In addition, on 5 March 2019 a legislative proposal on telecommunications parties was submitted to the House of Representatives as a reaction to the attempted takeover of KPN by América Móvil in 2013. The proposal gives the Minister of Economic Affairs and Climate the authority to prohibit the acquisition or exercise of predominant control over parties in the Dutch telecom sector if this would lead to a threat with regard to national security or public order.

v Directive on long-term and transparent engagement by shareholders

Directive (EU) 2017/828 (amending Directive 2007/36/EC) regarding the encouragement of long-term and transparent engagement by shareholders of listed companies had to be converted into national law by the Member States by 10 June 2019. The Directive contains requirements relating to the remuneration of directors, the identification of shareholders, the facilitation of shareholders' rights, the transmission of information, transparency for institutional investors, asset managers and proxy advisers, and related party transactions.

The legislative proposal implementing the Directive was submitted to the House of Representatives on 18 October 2018 and adopted on 2 April 2019. Some provisions with regard to the remuneration of board members also apply to non-listed NVs.

vi Act on the protection of trade secrets

On 23 October 2018, the Dutch Trade Secrets Act, implementing Directive (EU) 2016/943, entered into force. The Act contains provisions to enforce trade secrets and remedies against infringing goods. Under the Act, the court has the authority to award full (reasonable and proportionate) costs to the winning party (similar to intellectual property cases).
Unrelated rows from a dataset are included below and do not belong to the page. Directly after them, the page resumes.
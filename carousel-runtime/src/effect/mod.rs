//! # Effect 模块
//!
//! 作用于幻灯片**内部元素**的视觉特效，独立于幻灯片级过渡。
//!
//! ## 契约
//!
//! - 特效在幻灯片构建期通过元素上的 `data-effect` 标记发现并绑定，
//!   每个绑定独占自己的特效实例（不跨幻灯片共享）；
//! - `prepare` 在幻灯片被临时置为"可测量"状态时调用，用于读取布局
//!   （容器尺寸、目标位置）；
//! - `begin` + `update(dt)` 驱动播放；同一时机的多个特效严格按
//!   发现顺序逐个播放，互不重叠；
//! - `is_persistent` 为真的特效在 `reset_effects` 时保持不动；
//! - `should_repeat` 为真的特效每次轮到该幻灯片都会重播，
//!   否则整个生命周期只播一次。
//!
//! 特效状态全部保存在特效实例里，不写回共享元素的属性。

mod bounce_in;
mod glow;
mod ken_burns;
pub mod layout;
mod registry;

pub use bounce_in::BounceInEffect;
pub use glow::GlowEffect;
pub use ken_burns::KenBurnsEffect;
pub use registry::EffectRegistry;

use crate::dom::Element;
use crate::error::CarouselResult;

/// 特效的触发时机
#[derive(Debug, Clone, Copy, PartialEq, Eq, Default)]
pub enum EffectTiming {
    /// 幻灯片出场前（`before-transition` 钩子）
    BeforeTransition,
    /// 幻灯片入场后（`after-transition` 钩子）
    #[default]
    AfterTransition,
}

impl EffectTiming {
    /// 解析 `data-effect-timing` 属性值
    pub fn parse(value: &str) -> Option<Self> {
        match value.trim() {
            "before" | "before-transition" => Some(Self::BeforeTransition),
            "after" | "after-transition" => Some(Self::AfterTransition),
            _ => None,
        }
    }
}

/// 特效策略
pub trait Effect {
    /// 策略名称（注册表键）
    fn name(&self) -> &str;

    /// 是否持久：持久特效不被 `reset_effects` 还原
    fn is_persistent(&self) -> bool {
        false
    }

    /// 是否每个轮播周期重播
    fn should_repeat(&self) -> bool {
        false
    }

    /// 布局测量钩子；元素此刻可测量（visibility:hidden + display:block）
    ///
    /// 允许有意地持久化样式修改（如位置归一化）。
    fn prepare(&mut self, element: &Element) -> CarouselResult<()> {
        let _ = element;
        Ok(())
    }

    /// 启动播放，把元素置为起始状态
    fn begin(&mut self, element: &Element) -> CarouselResult<()>;

    /// 推进播放
    ///
    /// # 返回
    /// - `Ok(true)`: 仍在进行中
    /// - `Ok(false)`: 已完成
    fn update(&mut self, element: &Element, dt: f32) -> CarouselResult<bool>;

    /// 还原特效对元素样式的修改
    fn reset(&mut self, element: &Element);
}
vii Regulation on screening of foreign direct investment

At the EU level, a protectionist attitude can be observed as well. On 10 April 2019, EU Regulation 2019/452 establishing the framework for the screening of foreign direct investment officially entered into force. The Regulation will fully apply to Member States from 11 October 2020. The new framework will, among other things, allow the EC to issue opinions if an investment poses a threat to the security or public order of more than 1 one Member State or if it could undermine a project or programme of interest to the EU.
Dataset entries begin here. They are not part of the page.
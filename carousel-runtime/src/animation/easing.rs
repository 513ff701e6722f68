//! # Easing 模块
//!
//! 缓动函数库，用于动画的时间插值。

use std::f32::consts::PI;

/// 缓动函数类型
#[derive(Debug, Clone, Copy, PartialEq, Eq, Default)]
pub enum Easing {
    /// 线性（匀速）
    Linear,
    /// 缓入缓出（Cubic）
    #[default]
    EaseInOut,
    /// 二次缓入
    EaseInQuad,
    /// 二次缓出
    EaseOutQuad,
    /// 二次缓入缓出
    EaseInOutQuad,
    /// 正弦缓入缓出
    EaseInOutSine,
}

impl Easing {
    /// 计算缓动值
    ///
    /// # 参数
    /// - `t`: 时间进度 (0.0 - 1.0)
    ///
    /// # 返回
    /// - 缓动后的进度值 (0.0 - 1.0)
    pub fn apply(&self, t: f32) -> f32 {
        let t = t.clamp(0.0, 1.0);

        match self {
            Easing::Linear => t,
            Easing::EaseInOut => {
                if t < 0.5 {
                    4.0 * t * t * t
                } else {
                    1.0 - (-2.0 * t + 2.0).powi(3) / 2.0
                }
            }
            Easing::EaseInQuad => t * t,
            Easing::EaseOutQuad => 1.0 - (1.0 - t) * (1.0 - t),
            Easing::EaseInOutQuad => {
                if t < 0.5 {
                    2.0 * t * t
                } else {
                    1.0 - (-2.0 * t + 2.0).powi(2) / 2.0
                }
            }
            Easing::EaseInOutSine => -((PI * t).cos() - 1.0) / 2.0,
        }
    }
}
viii Directive on cross-border conversions, mergers and divisions

On 31 January 2019, the EU ambassadors reached an agreement on the Council's position on the draft directive with regard to cross-border conversions, mergers and divisions. The directive will allow companies to benefit from the EU single market. Extensive procedures are introduced for cross-border conversions and divisions, and additional rules for cross-border mergers of capital companies established in different Member States. The directive contains, among other things, procedures that ensure that cross-border transactions are consistent with all relevant national legal systems and that employees and shareholders are properly informed of the effect of transactions. The presidency of the Council will now start negotiations with the European Parliament with the aim of adopting the draft directive.
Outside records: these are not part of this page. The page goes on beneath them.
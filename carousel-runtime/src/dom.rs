//! # Dom 模块
//!
//! 宿主环境的元素树模型。
//!
//! ## 设计说明
//!
//! 轮播核心假设宿主提供一棵"类 DOM"元素树（标签、class 列表、行内样式、
//! `data-*` 属性、子节点、冒泡事件）。本模块把这个平台服务显式化为一个
//! 保留模式（retained）的轻量元素树，使核心逻辑完全无头、可确定性测试：
//!
//! - [`Element`] 是 `Rc<RefCell<_>>` 句柄，克隆句柄共享同一节点；
//! - 父链接用 `Weak` 持有，不形成引用环；
//! - 事件沿父链冒泡，监听器注册返回 [`ListenerId`]，可显式移除
//!   （不依赖宿主 GC 做清理）；
//! - 事件负载 `detail` 为 `serde_json::Value`，与配置层共用同一套
//!   值模型。
//!
//! 真实浏览器宿主只需在边界处把 DOM 变更/事件与这棵树同步。

use std::cell::RefCell;
use std::collections::BTreeMap;
use std::rc::{Rc, Weak};

use serde_json::Value;

/// 监听器句柄，用于显式移除
pub type ListenerId = u64;

/// 派发给监听器的事件
#[derive(Debug, Clone)]
pub struct DomEvent {
    /// 事件名
    pub name: String,
    /// 事件负载
    pub detail: Value,
    /// 最初派发事件的元素（冒泡过程中保持不变）
    pub target: Element,
}

/// 事件监听回调
pub type EventCallback = Rc<dyn Fn(&DomEvent)>;

struct Listener {
    id: ListenerId,
    event: String,
    callback: EventCallback,
}

struct ElementData {
    tag: String,
    classes: Vec<String>,
    styles: BTreeMap<String, String>,
    attributes: BTreeMap<String, String>,
    text: String,
    children: Vec<Element>,
    parent: Weak<RefCell<ElementData>>,
    listeners: Vec<Listener>,
    next_listener_id: ListenerId,
}

/// 元素句柄
///
/// 克隆句柄共享同一个底层节点（等价于 JS 中传递元素引用）。
#[derive(Clone)]
pub struct Element {
    inner: Rc<RefCell<ElementData>>,
}

impl PartialEq for Element {
    fn eq(&self, other: &Self) -> bool {
        Rc::ptr_eq(&self.inner, &other.inner)
    }
}

impl std::fmt::Debug for Element {
    fn fmt(&self, f: &mut std::fmt::Formatter<'_>) -> std::fmt::Result {
        let data = self.inner.borrow();
        f.debug_struct("Element")
            .field("tag", &data.tag)
            .field("classes", &data.classes)
            .field("children", &data.children.len())
            .finish()
    }
}

impl Element {
    /// 创建新元素
    pub fn new(tag: impl Into<String>) -> Self {
        Self {
            inner: Rc::new(RefCell::new(ElementData {
                tag: tag.into(),
                classes: Vec::new(),
                styles: BTreeMap::new(),
                attributes: BTreeMap::new(),
                text: String::new(),
                children: Vec::new(),
                parent: Weak::new(),
                listeners: Vec::new(),
                next_listener_id: 1,
            })),
        }
    }

    /// 创建元素并附带 class（构建测试夹具/插件 UI 时的便捷方法）
    pub fn with_class(tag: impl Into<String>, class: &str) -> Self {
        let element = Self::new(tag);
        element.add_class(class);
        element
    }

    /// 标签名
    pub fn tag(&self) -> String {
        self.inner.borrow().tag.clone()
    }

    // ========== class ==========

    /// 添加 class（已存在则不重复，保持首次出现顺序）
    pub fn add_class(&self, class: &str) {
        let mut data = self.inner.borrow_mut();
        if !data.classes.iter().any(|c| c == class) {
            data.classes.push(class.to_string());
        }
    }

    /// 移除 class
    pub fn remove_class(&self, class: &str) {
        self.inner.borrow_mut().classes.retain(|c| c != class);
    }

    /// 按条件添加/移除 class
    pub fn toggle_class(&self, class: &str, on: bool) {
        if on {
            self.add_class(class);
        } else {
            self.remove_class(class);
        }
    }

    /// 是否包含 class
    pub fn has_class(&self, class: &str) -> bool {
        self.inner.borrow().classes.iter().any(|c| c == class)
    }

    /// class 列表（按首次出现顺序）
    pub fn classes(&self) -> Vec<String> {
        self.inner.borrow().classes.clone()
    }

    /// 空格连接的 class 字符串
    pub fn class_string(&self) -> String {
        self.inner.borrow().classes.join(" ")
    }

    // ========== 行内样式 ==========

    /// 设置行内样式
    pub fn set_style(&self, property: &str, value: &str) {
        self.inner
            .borrow_mut()
            .styles
            .insert(property.to_string(), value.to_string());
    }

    /// 读取行内样式
    pub fn style(&self, property: &str) -> Option<String> {
        self.inner.borrow().styles.get(property).cloned()
    }

    /// 移除单项行内样式
    pub fn remove_style(&self, property: &str) {
        self.inner.borrow_mut().styles.remove(property);
    }

    /// 清空全部行内样式
    pub fn clear_styles(&self) {
        self.inner.borrow_mut().styles.clear();
    }

    // ========== 属性 ==========

    /// 设置属性
    pub fn set_attribute(&self, name: &str, value: &str) {
        self.inner
            .borrow_mut()
            .attributes
            .insert(name.to_string(), value.to_string());
    }

    /// 读取属性
    pub fn attribute(&self, name: &str) -> Option<String> {
        self.inner.borrow().attributes.get(name).cloned()
    }

    /// 读取 `data-*` 属性（`data("effect")` 读取 `data-effect`）
    pub fn data(&self, key: &str) -> Option<String> {
        self.attribute(&format!("data-{key}"))
    }

    /// 设置 `data-*` 属性
    pub fn set_data(&self, key: &str, value: &str) {
        self.set_attribute(&format!("data-{key}"), value);
    }

    /// 所有 `data-*` 属性（键为去掉 `data-` 前缀后的名字）
    pub fn data_attributes(&self) -> BTreeMap<String, String> {
        self.inner
            .borrow()
            .attributes
            .iter()
            .filter_map(|(k, v)| {
                k.strip_prefix("data-")
                    .map(|key| (key.to_string(), v.clone()))
            })
            .collect()
    }

    // ========== 文本 ==========

    /// 设置文本内容
    pub fn set_text(&self, text: impl Into<String>) {
        self.inner.borrow_mut().text = text.into();
    }

    /// 文本内容
    pub fn text(&self) -> String {
        self.inner.borrow().text.clone()
    }

    // ========== 树结构 ==========

    /// 追加子元素
    pub fn append_child(&self, child: &Element) {
        child.inner.borrow_mut().parent = Rc::downgrade(&self.inner);
        self.inner.borrow_mut().children.push(child.clone());
    }

    /// 原位替换子元素，返回是否找到了被替换的节点
    pub fn replace_child(&self, new: &Element, old: &Element) -> bool {
        let mut data = self.inner.borrow_mut();
        let Some(pos) = data.children.iter().position(|c| c == old) else {
            return false;
        };
        old.inner.borrow_mut().parent = Weak::new();
        new.inner.borrow_mut().parent = Rc::downgrade(&self.inner);
        data.children[pos] = new.clone();
        true
    }

    /// 子元素句柄列表
    pub fn children(&self) -> Vec<Element> {
        self.inner.borrow().children.clone()
    }

    /// 父元素
    pub fn parent(&self) -> Option<Element> {
        self.inner
            .borrow()
            .parent
            .upgrade()
            .map(|inner| Element { inner })
    }

    /// 深度优先收集满足条件的后代（不含自身）
    pub fn descendants(&self, predicate: &dyn Fn(&Element) -> bool) -> Vec<Element> {
        let mut found = Vec::new();
        for child in self.children() {
            if predicate(&child) {
                found.push(child.clone());
            }
            found.extend(child.descendants(predicate));
        }
        found
    }

    /// 自身或最近的携带指定 class 的祖先
    pub fn closest(&self, class: &str) -> Option<Element> {
        let mut node = Some(self.clone());
        while let Some(current) = node {
            if current.has_class(class) {
                return Some(current);
            }
            node = current.parent();
        }
        None
    }

    /// 在子树内（含自身）查找第一个匹配选择器的元素
    ///
    /// 支持的选择器形式：`#id`、`.class`、`tag`。
    pub fn query_selector(&self, selector: &str) -> Option<Element> {
        let matches: Box<dyn Fn(&Element) -> bool> = if let Some(id) = selector.strip_prefix('#') {
            let id = id.to_string();
            Box::new(move |e: &Element| e.attribute("id").as_deref() == Some(id.as_str()))
        } else if let Some(class) = selector.strip_prefix('.') {
            let class = class.to_string();
            Box::new(move |e: &Element| e.has_class(&class))
        } else {
            let tag = selector.to_string();
            Box::new(move |e: &Element| e.tag() == tag)
        };

        if matches(self) {
            return Some(self.clone());
        }
        self.descendants(&matches).into_iter().next()
    }

    /// 结构/内容深拷贝
    ///
    /// 拷贝标签、class、样式、属性、文本和整棵子树；
    /// 不拷贝父链接和事件监听器（与 `innerHTML` 克隆语义一致）。
    pub fn deep_clone(&self) -> Element {
        let data = self.inner.borrow();
        let clone = Element::new(data.tag.clone());
        {
            let mut clone_data = clone.inner.borrow_mut();
            clone_data.classes = data.classes.clone();
            clone_data.styles = data.styles.clone();
            clone_data.attributes = data.attributes.clone();
            clone_data.text = data.text.clone();
        }
        for child in &data.children {
            clone.append_child(&child.deep_clone());
        }
        clone
    }

    // ========== 事件 ==========

    /// 注册事件监听器，返回可用于移除的 [`ListenerId`]
    pub fn add_listener(&self, event: &str, callback: impl Fn(&DomEvent) + 'static) -> ListenerId {
        let mut data = self.inner.borrow_mut();
        let id = data.next_listener_id;
        data.next_listener_id += 1;
        data.listeners.push(Listener {
            id,
            event: event.to_string(),
            callback: Rc::new(callback),
        });
        id
    }

    /// 移除监听器，返回是否存在
    pub fn remove_listener(&self, id: ListenerId) -> bool {
        let mut data = self.inner.borrow_mut();
        let before = data.listeners.len();
        data.listeners.retain(|l| l.id != id);
        data.listeners.len() != before
    }

    /// 派发冒泡事件：先触发自身监听器，再沿父链上传
    pub fn emit(&self, name: &str, detail: Value) {
        let event = DomEvent {
            name: name.to_string(),
            detail,
            target: self.clone(),
        };
        let mut node = Some(self.clone());
        while let Some(current) = node {
            current.dispatch(&event);
            node = current.parent();
        }
    }

    /// 触发点击（插件注入的按钮通过该入口接收用户输入）
    pub fn click(&self) {
        self.emit("click", Value::Null);
    }

    fn dispatch(&self, event: &DomEvent) {
        // 先收集回调再调用，避免回调内再借用节点时冲突
        let callbacks: Vec<EventCallback> = self
            .inner
            .borrow()
            .listeners
            .iter()
            .filter(|l| l.event == event.name)
            .map(|l| l.callback.clone())
            .collect();
        for callback in callbacks {
            callback(event);
        }
    }
}

/// 解析 `"800px"` / `"800"` 形式的样式长度值
pub fn parse_px(value: &str) -> Option<f32> {
    value.trim().trim_end_matches("px").trim().parse().ok()
}

/// 将元素置为可见（display/visibility + `active` 标记），幂等
pub fn show_element(element: &Element) {
    element.set_style("display", "block");
    element.set_style("visibility", "visible");
    element.add_class(crate::slide::ACTIVE_CLASS);
}

/// 将元素置为隐藏，幂等
pub fn hide_element(element: &Element) {
    element.set_style("display", "none");
    element.set_style("visibility", "hidden");
    element.remove_class(crate::slide::ACTIVE_CLASS);
}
IV FOREIGN INVOLVEMENT IN M&A TRANSACTIONS

Although foreign involvement has been present in the Dutch M&A market for a long time, there seems to have been a decrease in the proportion of cross-border deals. This trend cannot be explained by inbound M&A activity (which only decreased slightly). During 2018, there were numerous (both successful and unsuccessful) efforts by foreign companies to take over Dutch businesses. One striking example was the acquisition of the chemical branch of AkzoNobel for €10.1 billion by the American investment company Carlyle and the Singaporean investment company GIC, which generated the highest deal value on the Dutch M&A market in 2018. Carlyle and GIC won a bidding battle against three other parties, including the Dutch company HAL Investments.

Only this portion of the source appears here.